The Advocate’s opinion:

Article 17(3) of Regulation (EU) 2016/679 of the European Parliament and of the Council of 27 April 2016 on the protection of natural persons with regard to the processing of personal data and on the free movement of such data, and repealing Directive 95/46/EC (General Data Protection Regulation) should be interpreted as meaning that, within the context of the weighing-up of conflicting fundamental rights arising from Articles 7, 8, 11 and 16 of the Charter of Fundamental Rights fo the European Union, which is to be undertaken within the scope of the examination of a request for de-referencing made to the operator of a search engine on the basis of the alleged false nature of the information which appears in the referenced content, it is not possible to concentrate conclusively on the issue of whether the data subject could reasonably seek legal protection against the content provider, for instance by means of interim relief. In the context of such a request, it is incumbent on the data subject to provide prima facie evidence of the false nature of the content the de-referencing of which is sought, where that is not manifestly impossible or excessively difficult, in particular with regard to the nature of the information concerned. It is for the operator of the search engine to carry out the checks which fall within its specific capacities, contacting, where possible, the publisher of the referenced web page.

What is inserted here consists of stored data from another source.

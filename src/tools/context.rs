// ABOUTME: Defines ToolExecutionContext which gives tools access to shared server resources.
// ABOUTME: Carries the JSON-RPC request id for tracing alongside the resource handle.
//
// SPDX-License-Identifier: MIT OR Apache-2.0
// Copyright (c) 2025 Pierre Fitness Intelligence

//! # Tool Execution Context
//!
//! One context is built per `tools/call`. Tools reach the nutrition table,
//! planner tunables, random source, and menu store through it.

use std::fmt;
use std::sync::Arc;

use serde_json::Value;
use tokio::sync::Mutex;

use crate::database::MenuStore;
use crate::errors::AppResult;
use crate::mcp::resources::ServerResources;

use super::errors::ToolError;

/// Context provided to every tool execution.
#[derive(Clone)]
pub struct ToolExecutionContext {
    /// Shared server resources
    pub resources: Arc<ServerResources>,
    /// JSON-RPC id of the originating request
    pub request_id: Option<Value>,
}

impl ToolExecutionContext {
    /// Create a context without a request id
    #[must_use]
    pub const fn new(resources: Arc<ServerResources>) -> Self {
        Self {
            resources,
            request_id: None,
        }
    }

    /// Attach the originating request id
    #[must_use]
    pub fn with_request_id(mut self, request_id: Option<Value>) -> Self {
        self.request_id = request_id;
        self
    }

    /// The menu store, or an unavailable error naming the calling tool
    ///
    /// # Errors
    ///
    /// Returns `ResourceUnavailable` when the server runs without a menu store
    pub fn menu_store(&self, tool_name: &str) -> AppResult<&Mutex<MenuStore>> {
        self.resources
            .menu_store
            .as_ref()
            .ok_or_else(|| ToolError::unavailable(tool_name, "menu store").into())
    }
}

impl fmt::Debug for ToolExecutionContext {
    fn fmt(&self, f: &mut fmt::Formatter<'_>) -> fmt::Result {
        f.debug_struct("ToolExecutionContext")
            .field("request_id", &self.request_id)
            .field("has_menu_store", &self.resources.has_menu_store())
            .finish_non_exhaustive()
    }
}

Where the circumstances of the case so indicate in order to avoid irreparable harm to the data subject, the operator of the search engine will be able temporarily to suspend referencing, or to indicate, in the search results, that the truth of some of the information in the content to which the link in question relates is contested.

Article 12(b) and Article 14, first paragraph, point (a) of Directive 95/46/EC of the European Parliament and of the Council of 24 October 1995 on the protection of individuals with regard to the processing of personal data and on the free movement of such data and Article 17(3)(a) of Regulation 2016/679 should be interpreted as meaning that, within the context of the weighing-up of conflicting rights and interests arising from Articles 7, 8, 11 and 16 of the Charter of Fundamental Rights, in connection with a request for de-referencing made to the operator of a search engine seeking to obtain the removal, from the results of an image search carried out on the basis of a natural person’s name, of photographs displayed in the form of thumbnails depicting that person, account should not be taken of the context of the publication on the internet in which those thumbnails originally appear.